Jackson Pollock was an American painter, and is possibly the leading force behind the abstract expressionist movement in the art world. He studied in 1929, at the Students' League in New York, where he studied under regionalist painter, Thomas Hart Benton. Early on in his career, during the 1930s, he worked in the Regionalist style, and he was also influenced by Mexican muralist painter Digo Rivera, and by much of the work in Surrealism, the art forms which were popular during this period. His main work from 1938 to 1942, was a Federal Art Piece which he was contracted to do, shortly after he finished his schooling at the Students' League.
By the mid 1940s, the art form which Jackson Pollock was most known for, was work he did in the abstract style. And, by 1947, he was doing the 'drip and splash' style, which many believe he introduced to the art world during this time period. Rather than fixing his canvas to an easel, most of his canvases were either set on the floor, or laid out against a wall. From there, he used a style where he would allow the paint to drip from the paint can. Instead of using the traditional paint brush, he would add depth to his images using knives, trowels, or sticks. This form of painting, known as "action painting," had similar ties to the Surreal movement, in that it had a direct relation to the artist's emotions, expression, and mood, and showcased their feeling behind the pieces they designed.
In addition to the 'drip and splash' style, the all over method of
painting, is also one which is tied to Jackson Pollock, and many
of the art work which he created. This art form avoids any clear
and distinct points of emphasis, or any identifiable parts within
the canvas being used to create the piece. The designs and images
which were created using this style of painting, really had no
relation to the size of the canvas which he was working in; the
lack of dimensions, and disregard for size of the drawings, were
some unique features which this form of art captured. Many of the
pieces which Jackson Pollock created following this style,
required him to trim or crop the canvas, in order for the image to
fit in, and to work with the overall features of the art. These
distinct changes, and new design features all played a role into
the new art forms which were starting to show up in the late 1940s
and early 1950s.
During this period, Jackson Pollock continued to introduce figurative and quasi-figurative pieces, of black and white works. He also continued to work on paintings with the new, all over style which he introduced a few years earlier, with many of his art pieces that abandoned the idea of dimensions and barriers, when painting on the canvas. By many, he was seen as a new artist, and was praised for the work which he created. On the other end, he was also ridiculed by many older style artists, who did not yet embrace these new art forms, as no other artists were yet working on similar pieces or styles or art. He was even featured in a 1956 feature of Time Magazine, in which he was coined as "Jack the Dripper,: for the unique style and form which he was introducing, with each new art piece he created.

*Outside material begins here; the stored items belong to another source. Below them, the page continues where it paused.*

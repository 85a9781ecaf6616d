use std::cell::{Cell, RefCell};
use std::rc::Rc;

use approx::assert_relative_eq;
use chart_overlay::api::ChartRegistry;
use chart_overlay::config::{ChartConfig, OverlayRuntimeConfig};
use chart_overlay::core::{ChartId, ContainerId, PaneId, PriceAxisId, Viewport};
use chart_overlay::host::{HeadlessFactory, HeadlessPage};
use chart_overlay::scheduler::ManualClock;
use chart_overlay::snapshot::{CoordinateSnapshot, SnapshotOptions, SnapshotRequest};

struct Harness {
    registry: ChartRegistry,
    clock: ManualClock,
    factory: HeadlessFactory,
}

fn harness() -> Harness {
    let clock = ManualClock::default();
    let page = HeadlessPage::default();
    page.insert(ContainerId::new("main"), Viewport::new(860, 428));
    let factory = HeadlessFactory::default();
    let registry = ChartRegistry::new(
        OverlayRuntimeConfig::default(),
        Rc::new(clock.clone()),
        Box::new(page),
        Box::new(factory.clone()),
    )
    .expect("registry init");
    Harness {
        registry,
        clock,
        factory,
    }
}

fn mounted(h: &mut Harness) -> ChartId {
    let chart = h
        .registry
        .attach(ContainerId::new("main"), ChartConfig::default());
    h.registry.tick();
    chart
}

fn ready(request: SnapshotRequest) -> Rc<CoordinateSnapshot> {
    match request {
        SnapshotRequest::Ready(snapshot) => snapshot,
        SnapshotRequest::Pending { .. } => panic!("expected a cached snapshot"),
    }
}

#[test]
fn consecutive_requests_share_one_snapshot() {
    let mut h = harness();
    let chart = mounted(&mut h);
    let computations = h.registry.snapshot_computations();

    let first = ready(
        h.registry
            .get_snapshot(chart, SnapshotOptions::default(), None)
            .expect("first request"),
    );
    h.clock.advance_ms(100);
    let second = ready(
        h.registry
            .get_snapshot(chart, SnapshotOptions::default(), None)
            .expect("second request"),
    );

    assert!(Rc::ptr_eq(&first, &second));
    assert_eq!(h.registry.snapshot_computations(), computations);
    assert!(h.registry.cache_stats().hits >= 2);
}

#[test]
fn snapshot_reflects_host_layout() {
    let mut h = harness();
    let chart = mounted(&mut h);
    let snapshot = ready(
        h.registry
            .get_snapshot(chart, SnapshotOptions::default(), None)
            .expect("request"),
    );

    assert!(snapshot.valid);
    let pane = snapshot.pane(PaneId::new(0)).expect("pane 0");
    assert_relative_eq!(pane.rect.width, 800.0);
    assert_relative_eq!(pane.rect.height, 400.0);
    assert_relative_eq!(snapshot.time_axis.y, 400.0);
}

#[test]
fn viewport_change_evicts_and_recomputes_on_next_frame() {
    let mut h = harness();
    let chart = mounted(&mut h);
    let before = ready(
        h.registry
            .get_snapshot(chart, SnapshotOptions::default(), None)
            .expect("warm cache"),
    );

    let invalidations = Rc::new(Cell::new(0));
    let counter = Rc::clone(&invalidations);
    h.registry
        .subscribe_invalidation(chart, Box::new(move |_| counter.set(counter.get() + 1)))
        .expect("subscribe");

    h.factory
        .chart(chart)
        .expect("host handle")
        .pan_by(10.0)
        .expect("pan");
    h.registry.pump_events();
    assert_eq!(invalidations.get(), 1);

    let delivered = Rc::new(RefCell::new(None));
    let sink = Rc::clone(&delivered);
    let request = h
        .registry
        .get_snapshot(
            chart,
            SnapshotOptions::default(),
            Some(Box::new(move |snapshot| *sink.borrow_mut() = Some(snapshot))),
        )
        .expect("request after pan");
    assert!(matches!(request, SnapshotRequest::Pending { schedule: true, .. }));

    h.clock.advance_ms(16);
    h.registry.tick();
    let after = delivered.borrow().clone().expect("delivered at paint opportunity");
    assert!(!Rc::ptr_eq(&before, &after));

    let cached = ready(
        h.registry
            .get_snapshot(chart, SnapshotOptions::default(), None)
            .expect("cached after resolve"),
    );
    assert!(Rc::ptr_eq(&after, &cached));
}

#[test]
fn snapshot_during_resize_debounce_uses_the_new_layout() {
    let mut h = harness();
    let chart = mounted(&mut h);
    let host = h.factory.chart(chart).expect("host handle");

    h.registry
        .notify_container_resized(chart, Viewport::new(500, 428))
        .expect("resize");
    h.registry.tick();
    host.pan_by(1.0).expect("pan");
    h.registry.pump_events();

    let request = h
        .registry
        .get_snapshot(chart, SnapshotOptions::default(), None)
        .expect("request after pan");
    assert!(matches!(request, SnapshotRequest::Pending { .. }));
    h.clock.advance_ms(16);
    h.registry.tick();

    // The debounced container size has not flushed yet.
    assert_eq!(
        h.registry.container(chart).expect("container").size,
        Viewport::new(860, 428)
    );
    let snapshot = ready(
        h.registry
            .get_snapshot(chart, SnapshotOptions::default(), None)
            .expect("resolved"),
    );
    assert!(snapshot.valid);
    assert_eq!(snapshot.container, Viewport::new(500, 428));
    let pane = snapshot.pane(PaneId::new(0)).expect("pane 0");
    assert_relative_eq!(snapshot.time_axis.width, pane.rect.width);
    assert_relative_eq!(pane.rect.width, 440.0);
    let right = snapshot.price_axis(&PriceAxisId::right()).expect("right axis");
    assert_relative_eq!(right.rect.x, 440.0);
    assert_relative_eq!(snapshot.content_rect().right(), 440.0);
}

#[test]
fn expired_entries_are_recomputed() {
    let mut h = harness();
    let chart = mounted(&mut h);
    let evictions = h.registry.cache_stats().evictions;

    h.clock.advance_ms(600);
    let request = h
        .registry
        .get_snapshot(chart, SnapshotOptions::default(), None)
        .expect("request after ttl");
    assert!(matches!(request, SnapshotRequest::Pending { .. }));
    assert_eq!(h.registry.cache_stats().evictions, evictions + 1);
}

#[test]
fn uncached_requests_bypass_the_cache() {
    let mut h = harness();
    let chart = mounted(&mut h);
    let options = SnapshotOptions {
        use_cache: false,
        validate: true,
    };
    let request = h
        .registry
        .get_snapshot(chart, options, None)
        .expect("uncached request");
    assert!(matches!(request, SnapshotRequest::Pending { schedule: true, .. }));
}

#[test]
fn clearing_the_cache_notifies_subscribers() {
    let mut h = harness();
    let chart = mounted(&mut h);
    let invalidations = Rc::new(Cell::new(0));
    let counter = Rc::clone(&invalidations);
    let id = h
        .registry
        .subscribe_invalidation(chart, Box::new(move |_| counter.set(counter.get() + 1)))
        .expect("subscribe");

    h.registry.clear_snapshot_cache();
    assert_eq!(invalidations.get(), 1);
    assert_eq!(h.registry.cache_stats().size, 0);

    assert!(h.registry.unsubscribe_invalidation(id));
    h.registry.invalidate(chart);
    assert_eq!(invalidations.get(), 1);
}

#[test]
fn unknown_chart_is_a_caller_error() {
    let mut h = harness();
    assert!(
        h.registry
            .get_snapshot(ChartId::new(42), SnapshotOptions::default(), None)
            .is_err()
    );
}
//! Opt-in tracing setup for embeddings of the overlay core.
//!
//! The crate only emits `tracing` events (`chart_id` and `group` fields on
//! every swallowed failure); installing a subscriber is left to the host.

/// Default filter used when `RUST_LOG` is not set.
pub const DEFAULT_FILTER: &str = "chart_overlay=info";

/// Installs a compact fmt subscriber honoring `RUST_LOG`.
///
/// Returns `false` when the `telemetry` feature is disabled or a global
/// subscriber is already installed.
#[must_use]
pub fn init_default_tracing() -> bool {
    init_tracing_with_filter(DEFAULT_FILTER)
}

/// Like [`init_default_tracing`] with an explicit fallback filter.
#[must_use]
pub fn init_tracing_with_filter(fallback: &str) -> bool {
    #[cfg(feature = "telemetry")]
    {
        let filter = tracing_subscriber::EnvFilter::try_from_default_env()
            .unwrap_or_else(|_| tracing_subscriber::EnvFilter::new(fallback));
        tracing_subscriber::fmt()
            .with_env_filter(filter)
            .with_target(false)
            .compact()
            .try_init()
            .is_ok()
    }

    #[cfg(not(feature = "telemetry"))]
    {
        let _ = fallback;
        false
    }
}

In 1960s, only a decade after being ridiculed, Jackson Pollock was
viewed as one of the most important figures in the art world, and
one of the innovators of the latest styles that were beginning to
emerge. In fact, he was considered to be the most important figure
in the art world, to the most important art movement in the US
during the century. Like many other famous figures, the issues
which Jackson Pollock suffered from in his personal life, such as
his strife with alcoholism, added to his "superstar" status. And, his
premature death, which took place when he was killed in a car
crash, also added to this status, and added to the legendary
status, which he is still known form in the art world today.
Many claim that it was Jackson Pollock who created a path for this art form, and the artists who followed him. By breaking the mold in 1947, with his 'drip and splash' style, he showed the art world, and critics, what could possibly come in the future, and the new styles that were possible, with an open mind to the creative process.
It was also noted that Jackson Pollock was influenced by Native American sand paintings, which were created by trickling lines of colored sand, on to a horizontal surface. The work he began doing in 1947, was influenced by the Surrealist style and the idea of 'psychic automatism' which was a direct expression of the unconscious.
During the course of his career, Jackson Pollock created a number of pieces, which have shown the unique styles he followed. An early piece which he created, titled the Moon Woman Cuts the Circle, shows a passionate intensity, which he showcased his own personal style, and this followed on with many pieces he created during his career. Lavender Mist which was one of his last pieces, took on a different approach than this early abstract piece, yet he still worked to showcase the intensity with color, texture, and the lack of concern for the thoughts critics had, about the quality of his work.
Energy and motion made visible - memories arrested in space."
- Jackson Pollock
Not only was he a famous painter and artist during his own time, Jackson Pollock also led a number of movements, which followed him, even after his death. To this day he is known as a leader in the most important art movements during his lifetime, and possibly during the 20th century in American art forms. The risks and the creative approaches he took, led future artists to create with passion, as opposed to trying to follow set boundaries or guidelines, which have been laid out by the art world, and different forms of art.